TASK ITEM: Go through the material and pull out every line with the string "exist" in it.

DATA FOR ANALYSIS:
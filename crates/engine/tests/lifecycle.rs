//! End-to-end runs of the custody core through [`Engine`].

use custody_common::logging::{self, LoggerConfig};
use custody_db::inmemory::InMemoryStore;
use custody_engine::prelude::*;
use custody_params::prelude::{MimirOverrides, ParamKey, ProtocolParams};
use custody_primitives::{
    asset::Coin,
    chain::Chain,
    memo::Memo,
    network_fee::NetworkFee,
    pool::Pool,
    tx::ObservedTx,
    txout::TxOutItem,
    types::{Amount, BlockHeight, ONE},
    vault::{Vault, VaultStatus},
};
use custody_test_utils::fixtures::{
    active_validators, node_address, shared_vault, txid, user_address, ObservedTxBuilder,
};

const HEIGHT: BlockHeight = 100;

fn btc(amount: Amount) -> Coin {
    Coin::new(Chain::Btc.gas_asset(), amount)
}

/// Pays every coin of a finalised inbound back to its sender.
#[derive(Debug)]
struct PayBack;

impl InboundHandler for PayBack {
    fn handle(&self, ctx: &mut CustodyCtx<'_>, tx: &ObservedTx, _memo: &Memo) -> HandlerResult<()> {
        for coin in &tx.tx.coins {
            let item = TxOutItem::new(
                tx.tx.chain,
                tx.tx.from_address.clone(),
                coin.clone(),
                tx.tx.id.clone(),
            );
            ctx.schedule(item, 0)?;
        }

        Ok(())
    }
}

/// An engine with four validators, a BTC pool and fee, and one shared vault per entry of
/// `vaults`.
fn setup(vaults: &[(&str, Amount)]) -> (Engine<InMemoryStore>, Vec<Vault>) {
    logging::init(LoggerConfig::with_base_name("custody-tests"));

    let mut engine = Engine::new(InMemoryStore::new(), ProtocolParams::default())
        .with_handler(Box::new(PayBack));
    engine.begin_block(HEIGHT);

    let validators = active_validators(4);
    for validator in &validators {
        engine.upsert_validator(validator).expect("must add validator");
    }
    engine
        .set_pool(&Pool::new(Chain::Btc.gas_asset(), 100_000 * ONE, 1_000 * ONE))
        .expect("must add pool");
    engine
        .set_network_fee(&NetworkFee::new(Chain::Btc, 250, 20))
        .expect("must add fee");

    let vaults = vaults
        .iter()
        .map(|(name, amount)| {
            let mut vault = shared_vault(name, VaultStatus::Active, &validators);
            vault.add_funds(&[btc(*amount)]);
            engine.insert_vault(&vault).expect("must add vault");
            vault
        })
        .collect();
    engine.drain_events();

    (engine, vaults)
}

fn btc_balance(engine: &Engine<InMemoryStore>, vault: &Vault) -> Amount {
    engine
        .vault(&vault.pub_key)
        .expect("must read")
        .expect("vault must exist")
        .balance(&Chain::Btc.gas_asset())
}

#[test]
fn test_inbound_is_credited_paid_out_and_settled() {
    let (mut engine, vaults) = setup(&[("asgard", 2 * ONE)]);
    let vault = &vaults[0];
    let copy = ObservedTxBuilder::inbound(txid(1), vault, vec![btc(ONE)]).build();

    for idx in 0..4 {
        engine
            .submit_observation(&node_address(idx), copy.clone())
            .expect("must submit");
        if idx == 1 {
            assert_eq!(
                engine.observation_state(&txid(1)).expect("must read"),
                Some(VoterState::Pending)
            );
            assert_eq!(btc_balance(&engine, vault), 2 * ONE);
        }
    }
    assert_eq!(btc_balance(&engine, vault), 3 * ONE);

    let events = engine.drain_events();
    let credits = events
        .iter()
        .filter(|e| matches!(e, CustodyEvent::PendingLiquidity { .. }))
        .count();
    assert_eq!(credits, 1);

    let (height, item) = events
        .iter()
        .find_map(|e| match e {
            CustodyEvent::OutboundScheduled { height, item } => Some((*height, item.clone())),
            _ => None,
        })
        .expect("payout must be scheduled");
    assert!(height > HEIGHT);
    assert_eq!(item.vault_pub_key.as_ref(), Some(&vault.pub_key));
    assert_eq!(item.coin.amount + item.fee, ONE);

    let gas = btc(5_000);
    let outbound = ObservedTxBuilder::outbound(
        txid(2),
        vault,
        user_address(Chain::Btc),
        vec![item.coin.clone()],
    )
    .memo(Memo::outbound(&txid(1)))
    .gas(vec![gas.clone()])
    .build();
    engine.begin_block(height);
    for idx in 0..3 {
        engine
            .submit_outbound_observation(&node_address(idx), outbound.clone())
            .expect("must submit");
    }

    // everything the vault received went out as payment, gas or fee
    assert_eq!(
        btc_balance(&engine, vault),
        2 * ONE + item.fee - gas.amount
    );
    assert!(matches!(
        engine.observation_state(&txid(1)).expect("must read"),
        Some(VoterState::Done { .. })
    ));
    let queued = engine.scheduled_outbound(height).expect("must read");
    assert_eq!(queued.items[0].out_hash, Some(txid(2)));

    for idx in 0..4 {
        let points = engine
            .validator_slash_points(&node_address(idx))
            .expect("must read")
            .expect("validator must exist");
        assert_eq!(points.observation, 0);
    }
}

#[test]
fn test_large_outbound_is_split_across_vaults() {
    let (mut engine, vaults) = setup(&[("vault-a", 4 * ONE), ("vault-b", 7 * ONE)]);

    let item = TxOutItem::new(
        Chain::Btc,
        user_address(Chain::Btc),
        btc(10 * ONE),
        txid(7),
    );
    let scheduled = engine.schedule(item, 0).expect("must schedule");

    assert_eq!(scheduled.items.len(), 2);
    let gross = scheduled
        .items
        .iter()
        .fold(0, |acc: Amount, i| acc + i.coin.amount + i.fee);
    assert_eq!(gross, 10 * ONE);

    for leg in &scheduled.items {
        let vault = vaults
            .iter()
            .find(|v| Some(&v.pub_key) == leg.vault_pub_key.as_ref())
            .expect("leg must name a fixture vault");
        assert!(leg.coin.amount + leg.fee <= vault.balance(&Chain::Btc.gas_asset()));
    }
}

#[test]
fn test_unsigned_outbound_moves_after_signing_window() {
    let (mut engine, _vaults) = setup(&[("vault-a", 2 * ONE), ("vault-b", 2 * ONE)]);

    let item = TxOutItem::new(Chain::Btc, user_address(Chain::Btc), btc(ONE), txid(7));
    let scheduled = engine.schedule(item, 0).expect("must schedule");
    let [original] = scheduled.items.as_slice() else {
        panic!("expected a single leg");
    };
    engine.drain_events();

    let deadline = scheduled.height + engine.params().signing_transaction_period;
    engine.begin_block(deadline);
    engine.end_block().expect("must end block");

    let events = engine.drain_events();
    let reassigned = events
        .iter()
        .find_map(|e| match e {
            CustodyEvent::OutboundReassigned {
                from_vault,
                to_vault,
                ..
            } => Some((from_vault.clone(), to_vault.clone())),
            _ => None,
        })
        .expect("item must be reassigned");
    assert_eq!(Some(&reassigned.0), original.vault_pub_key.as_ref());
    assert_ne!(reassigned.0, reassigned.1);

    let old = engine.scheduled_outbound(scheduled.height).expect("must read");
    assert_eq!(old.items[0].superseded_at, Some(deadline));
    let new = engine.scheduled_outbound(deadline).expect("must read");
    assert_eq!(new.items.len(), 1);
    assert_eq!(new.items[0].vault_pub_key, Some(reassigned.1));

    for idx in 0..4 {
        let points = engine
            .validator_slash_points(&node_address(idx))
            .expect("must read")
            .expect("validator must exist");
        assert!(points.signing > 0);
    }
}

#[test]
fn test_slashed_bond_is_fully_accounted() {
    let (mut engine, vaults) = setup(&[("asgard", 10 * ONE)]);

    let burned = engine
        .handle_double_sign(&DoubleSignEvidence {
            node: node_address(0),
            height: HEIGHT - 1,
        })
        .expect("must slash");
    assert!(burned > 0);
    assert_eq!(engine.reserve().expect("must read"), burned);

    let reserve_before = engine.reserve().expect("must read");
    let slash = engine
        .slash_vault(&vaults[0].pub_key, &[btc(ONE / 10)])
        .expect("must slash");
    assert!(slash.slashed > 0);
    assert_eq!(slash.slashed, slash.pool_credit + slash.reserve_credit);
    assert_eq!(
        engine.reserve().expect("must read") - reserve_before,
        slash.reserve_credit
    );

    let bonds: Amount = (0..4)
        .map(|idx| {
            engine
                .store()
                .validator(&node_address(idx))
                .expect("must read")
                .expect("validator must exist")
                .bond
        })
        .sum();
    let initial: Amount = active_validators(4).iter().map(|v| v.bond).sum();
    assert_eq!(initial - bonds, burned + slash.slashed);
}

#[test]
fn test_failed_operation_leaves_no_trace() {
    let (mut engine, _vaults) = setup(&[("asgard", 2 * ONE)]);
    let version = engine.store().version();

    let item = TxOutItem::new(Chain::Btc, user_address(Chain::Btc), btc(ONE), txid(7));
    let err = engine
        .schedule(item, 2 * ONE)
        .expect_err("min out cannot be met");
    assert!(matches!(err, EngineError::BelowMinimum { .. }));

    assert_eq!(engine.store().version(), version);
    assert!(engine.drain_events().is_empty());
}

#[test]
fn test_governance_overrides_apply_per_block() {
    let mut overrides = MimirOverrides::new();
    overrides.set(ParamKey::OutboundTransactionFee, 0);

    let (engine, _vaults) = setup(&[]);
    let mut engine = engine.with_governance(Box::new(overrides));
    engine.begin_block(HEIGHT + 1);

    assert_eq!(engine.params().outbound_transaction_fee, 0);
    assert_eq!(
        ProtocolParams::default().outbound_transaction_fee,
        2_000_000
    );
}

REPLY TO THE EXERCISE:
        .expect("vault must exist")
            .expect("validator must exist");
            .expect("validator must exist");
                .expect("validator must exist")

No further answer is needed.